A.C. smoking ban in question

October 8, 2008 4:05:51 PM PDT
City leaders are willing to bet that delaying the smoking ban may help casinos avoid another financial hit.Currently 25-percent of the casino floors are designated smoking areas, with the full smoking ban set to go into effect October 15. However, with the economy being what it is, several casinos are asking that the total ban be delayed for a year.

The UAW, representing Atlantic City dealers, is among the groups that want the full smoking ban to take effect a week from today.

"When you have to stay there for 8 hours and not be able to move, it's not very comfortable at all to deal with and just going home, your clothes stink, you reek," Al Welenc, casino dealer, said.

Dealers aren't alone; the American Heart Association has also been a vocal proponent of smoke-free casinos.

"To delay that is just another year of the staff having to deal with the dangers of secondhand smoke. We're going to be testifying to protect the cardiovascular health of the employees here," Bill Thompson of the American Heart Association said.

Atlantic City casinos, already hard hit by competition from casinos in Pennsylvania and New York, are now losing big in the stock market. For example, shares of Boyd Gaming, owner of Borgata, are down 84-percent over the last 52 weeks. Trump is off 90-percent.

The industry says a total smoking ban will only add to the loss of gamblers, and in turn, revenues and jobs. Gambling and smoking go hand in hand, some say and some smokers we talked to agree.
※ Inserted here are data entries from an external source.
//! # Otter Test
//!
//! Test execution engine for the Otter test runner.
//!
//! - [`collect`]: declarative `describe`/`it` calls build a suite tree
//! - [`modes`]: `.only`, skip/todo propagation, and name filtering
//! - [`hooks`]: `beforeAll`/`afterAll`/`beforeEach`/`afterEach` and settle listeners
//! - [`scheduler`]: concurrent and sequential execution with a concurrency cap
//! - [`execution`]: per-context module registry, mocks, and environment
//! - [`pool`]: thread and process workers driven by a coordinator
//!
//! # Example
//!
//! ```no_run
//! use std::sync::Arc;
//! use otter_test::{Bundle, Collector, Pool, SummaryReporter, TestConfig, TestFile};
//! use otter_test::expect::expect;
//! use otter_test_mock::ModuleSet;
//!
//! # async fn run() -> Result<(), Box<dyn std::error::Error>> {
//! let bundle = Bundle::new(ModuleSet::new()).file(TestFile::new("/math.test.js", |c: &mut Collector| {
//!     c.it("adds", |_ctx| async { expect(1 + 1).to_be(2) });
//! }));
//! let files = bundle.paths();
//! let pool = Pool::new(TestConfig::default(), Arc::new(bundle))?;
//! let summary = pool.run(files, &mut SummaryReporter::default()).await;
//! assert!(summary.success());
//! # Ok(())
//! # }
//! ```

#![warn(clippy::all)]

pub mod collect;
pub mod config;
pub mod context;
pub mod discover;
pub mod each;
pub mod env;
pub mod error;
pub mod execution;
pub mod expect;
pub mod file;
pub mod hooks;
pub mod modes;
pub mod pool;
pub mod report;
pub mod reporter;
pub mod scheduler;
pub mod tree;

pub use collect::{Collector, SuiteBuilder, TestBuilder};
pub use config::{PoolKind, TestConfig};
pub use context::{Mocker, SuiteContext, TestContext};
pub use discover::discover_test_files;
pub use env::EnvStore;
pub use error::{CollectionError, ConfigError, ErrorInfo, HookKind, TestError, WorkerError};
pub use execution::{ContextOptions, ExecutionContext};
pub use file::{Bundle, HoistScope, TestFile};
pub use modes::{ModeOptions, interpret_modes};
pub use pool::{Pool, run_worker_stdio, serve_worker};
pub use report::{FileResult, FileState, RunSummary, SuiteResult, TestResult, TestState};
pub use reporter::{EventLog, EventSink, JsonLinesReporter, Reporter, RunnerEvent, SilentReporter, SummaryReporter};
pub use scheduler::{FileRunner, RunSettings};
pub use tree::{Concurrency, Mode, Suite, Task, Test};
"I have friends, who are very big gamblers, who will not come here anymore. They are absolutely finished with this place as of October 15," Paul Rodway of Long Island, New York said.

For its part, Harrah's, which has 4 Atlantic City casinos, says it's ready to comply and is taking a neutral stand on tonight's vote.

Among those in favor of the delay is "Unite Here," the largest union representing casino workers. The union president is quoted as saying smoking is not healthy, it kills people, but so does job loss, unemployment, and foreclosures.